### DATA TO PROCESS
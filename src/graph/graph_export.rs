//! Export of a [`LinkGraph`] to [`petgraph`](https://docs.rs/petgraph/latest/petgraph)
//!
//! Node weights are note names. Nodes are added in sorted name order, so
//! `NodeIndex::new(i)` is the `i`-th entry of [`LinkGraph::notes`].
//!
//! # Example
//! ```
//! use obsidian_markdown::prelude::*;
//! use petgraph::algo;
//!
//! let a = parse("[[b]]");
//! let b = parse("[[a]]");
//! let c = parse("alone");
//!
//! let graph = LinkGraph::build([("a", &a), ("b", &b), ("c", &c)]);
//!
//! assert_eq!(graph.to_digraph().edge_count(), 2);
//! assert_eq!(graph.to_ungraph().edge_count(), 1);
//! assert_eq!(algo::connected_components(&graph.to_ungraph()), 2);
//! ```

use super::LinkGraph;
use petgraph::{
    Directed, EdgeType, Graph, Undirected,
    graph::{DiGraph, NodeIndex, UnGraph},
};
use std::collections::HashMap;

impl LinkGraph {
    fn to_graph<Ty>(&self, mut graph: Graph<String, (), Ty>) -> Graph<String, (), Ty>
    where
        Ty: EdgeType,
    {
        let index: HashMap<&str, NodeIndex> = self
            .notes()
            .into_iter()
            .map(|name| (name, graph.add_node(name.to_string())))
            .collect();

        for (source, targets) in &self.outgoing {
            let from = index[source.as_str()];

            for target in targets {
                let to = index[target.as_str()];

                if !graph.is_directed() && graph.contains_edge(from, to) {
                    continue;
                }

                graph.add_edge(from, to, ());
            }
        }

        #[cfg(feature = "tracing")]
        tracing::debug!(
            "Graph exported. Nodes: {}, edges: {}",
            graph.node_count(),
            graph.edge_count()
        );

        graph
    }

    /// Directed graph: an edge `A -> B` for every link from `A` to `B`
    #[cfg_attr(docsrs, doc(cfg(feature = "petgraph")))]
    #[cfg_attr(feature = "tracing", tracing::instrument(skip(self)))]
    #[must_use]
    pub fn to_digraph(&self) -> DiGraph<String, ()> {
        self.to_graph(Graph::<String, (), Directed>::new())
    }

    /// Undirected graph: one edge per linked pair, whatever the direction
    #[cfg_attr(docsrs, doc(cfg(feature = "petgraph")))]
    #[cfg_attr(feature = "tracing", tracing::instrument(skip(self)))]
    #[must_use]
    pub fn to_ungraph(&self) -> UnGraph<String, ()> {
        self.to_graph(Graph::<String, (), Undirected>::new_undirected())
    }
}

#[cfg(test)]
mod tests {
    use super::*;
    use crate::parser::parse;
    use petgraph::{Direction, visit::EdgeRef};

    fn graph() -> LinkGraph {
        let main = parse("Main data. Other [[link]]");
        let link = parse("[[main]] [[data/main#Top]]");
        let data = parse("[[link]]");

        LinkGraph::build([("main", &main), ("link", &link), ("data", &data)])
    }

    #[cfg_attr(feature = "tracing", tracing_test::traced_test)]
    #[test]
    fn digraph() {
        let graph = graph().to_digraph();

        assert_eq!(graph.node_count(), 3);
        assert_eq!(graph.edge_count(), 3);

        let link = graph
            .node_indices()
            .find(|index| graph[*index] == "link")
            .unwrap();

        let mut sources: Vec<_> = graph
            .edges_directed(link, Direction::Incoming)
            .map(|edge| graph[edge.source()].as_str())
            .collect();
        sources.sort_unstable();

        assert_eq!(sources, vec!["data", "main"]);
    }

    #[cfg_attr(feature = "tracing", tracing_test::traced_test)]
    #[test]
    fn ungraph() {
        let graph = graph().to_ungraph();

        assert_eq!(graph.node_count(), 3);
        assert_eq!(graph.edge_count(), 2);
    }

    #[cfg_attr(feature = "tracing", tracing_test::traced_test)]
    #[test]
    fn node_order() {
        let graph = graph().to_digraph();
        let names: Vec<_> = graph.node_weights().map(String::as_str).collect();

        assert_eq!(names, vec!["data", "link", "main"]);
    }
}
//! Constructors for [`Note`]

use super::Note;
use crate::{error::Error, parser::parse};
use std::{fs::File, io::Read, path::Path};

impl Note {
    /// Parses an Obsidian note from a string
    ///
    /// Never fails: malformed markdown or frontmatter degrade to plain text.
    ///
    /// # Arguments
    /// - `raw_text`: Raw markdown content with optional frontmatter
    /// - `path`: Optional source path for reference
    pub fn from_string(raw_text: impl Into<String>, path: Option<impl AsRef<Path>>) -> Self {
        let raw = raw_text.into();

        #[cfg(feature = "tracing")]
        tracing::trace!("Parse obsidian note from string ({} bytes)", raw.len());

        let parsed = parse(&raw);

        Self {
            raw,
            path: path.map(|path| path.as_ref().to_path_buf()),
            parsed,
        }
    }

    /// Parses an Obsidian note from a reader
    ///
    /// # Errors
    /// - [`Error::Io`] for read errors
    /// - [`Error::FromUtf8`] if the data is not UTF-8
    pub fn from_reader(read: &mut impl Read, path: Option<impl AsRef<Path>>) -> Result<Self, Error> {
        #[cfg(feature = "tracing")]
        tracing::trace!("Parse obsidian note from reader");

        let mut data = Vec::new();
        read.read_to_end(&mut data)?;

        let text = String::from_utf8(data)?;
        Ok(Self::from_string(text, path))
    }

    /// Parses an Obsidian note from a file
    ///
    /// # Errors
    /// - [`Error::Io`] for filesystem errors
    /// - [`Error::FromUtf8`] if the file is not UTF-8
    pub fn from_file(path: impl AsRef<Path>) -> Result<Self, Error> {
        let path = path.as_ref();

        #[cfg(feature = "tracing")]
        tracing::trace!("Parse obsidian note from file: {}", path.display());

        let mut file = File::open(path)?;
        Self::from_reader(&mut file, Some(path))
    }
}

#[cfg(test)]
mod tests {
    use super::*;
    use crate::ast::BlockToken;
    use std::io::{Cursor, Write};
    use tempfile::NamedTempFile;

    const TEST_DATA: &str = "---\n\
topic: life\n\
created: 2025-03-16\n\
---\n\
Test data\n\
---\n\
Two test data";

    const UNICODE_DATA: &str = "---\ndata: 💩\n---\nSuper data 💩💩💩";

    const SPACE_DATA: &str = "  ---\ntest: test-data\n---\n";

    fn test_data(note: &Note) {
        assert_eq!(note.frontmatter()["topic"], "life");
        assert_eq!(note.frontmatter()["created"], "2025-03-16");

        // `---` after a paragraph line is a setext underline
        assert!(matches!(note.tokens(), [BlockToken::Heading(_), BlockToken::Paragraph { .. }]));
    }

    #[cfg_attr(feature = "tracing", tracing_test::traced_test)]
    #[test]
    fn from_string() {
        test_data(&Note::from_string(TEST_DATA, None::<&str>));
    }

    #[cfg_attr(feature = "tracing", tracing_test::traced_test)]
    #[test]
    fn from_reader() {
        let note = Note::from_reader(&mut Cursor::new(TEST_DATA), Some("Super note.md")).unwrap();

        test_data(&note);
        assert_eq!(note.name(), Some("Super note".to_string()));
    }

    #[cfg_attr(feature = "tracing", tracing_test::traced_test)]
    #[test]
    fn from_file() {
        let mut file = NamedTempFile::new().unwrap();
        file.write_all(TEST_DATA.as_bytes()).unwrap();

        let note = Note::from_file(file.path()).unwrap();

        test_data(&note);
        assert_eq!(note.path(), Some(file.path()));
    }

    #[cfg_attr(feature = "tracing", tracing_test::traced_test)]
    #[test]
    fn from_file_missing() {
        let error = Note::from_file("/definitely/not/here.md").unwrap_err();
        assert!(matches!(error, Error::Io(_)));
    }

    #[cfg_attr(feature = "tracing", tracing_test::traced_test)]
    #[test]
    fn from_reader_invalid_utf8() {
        let error = Note::from_reader(&mut Cursor::new(b"\xff\xfe\xfd"), None::<&str>).unwrap_err();
        assert!(matches!(error, Error::FromUtf8(_)));
    }

    #[cfg_attr(feature = "tracing", tracing_test::traced_test)]
    #[test]
    fn with_unicode() {
        let note = Note::from_string(UNICODE_DATA, None::<&str>);

        assert_eq!(note.frontmatter()["data"], "💩");
        assert_eq!(note.count_words(), 3);
    }

    #[cfg_attr(feature = "tracing", tracing_test::traced_test)]
    #[test]
    fn space_before_properties() {
        let note = Note::from_string(SPACE_DATA, None::<&str>);

        assert!(note.frontmatter().is_empty());
        assert_eq!(note.raw(), SPACE_DATA);
    }
}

### WORK TO BE COMPLETED
Pull every line containing "impl" out of the material and copy it.

### WRITTEN ANSWER
impl LinkGraph {
impl Note {
    pub fn from_string(raw_text: impl Into<String>, path: Option<impl AsRef<Path>>) -> Self {
    pub fn from_reader(read: &mut impl Read, path: Option<impl AsRef<Path>>) -> Result<Self, Error> {
    pub fn from_file(path: impl AsRef<Path>) -> Result<Self, Error> {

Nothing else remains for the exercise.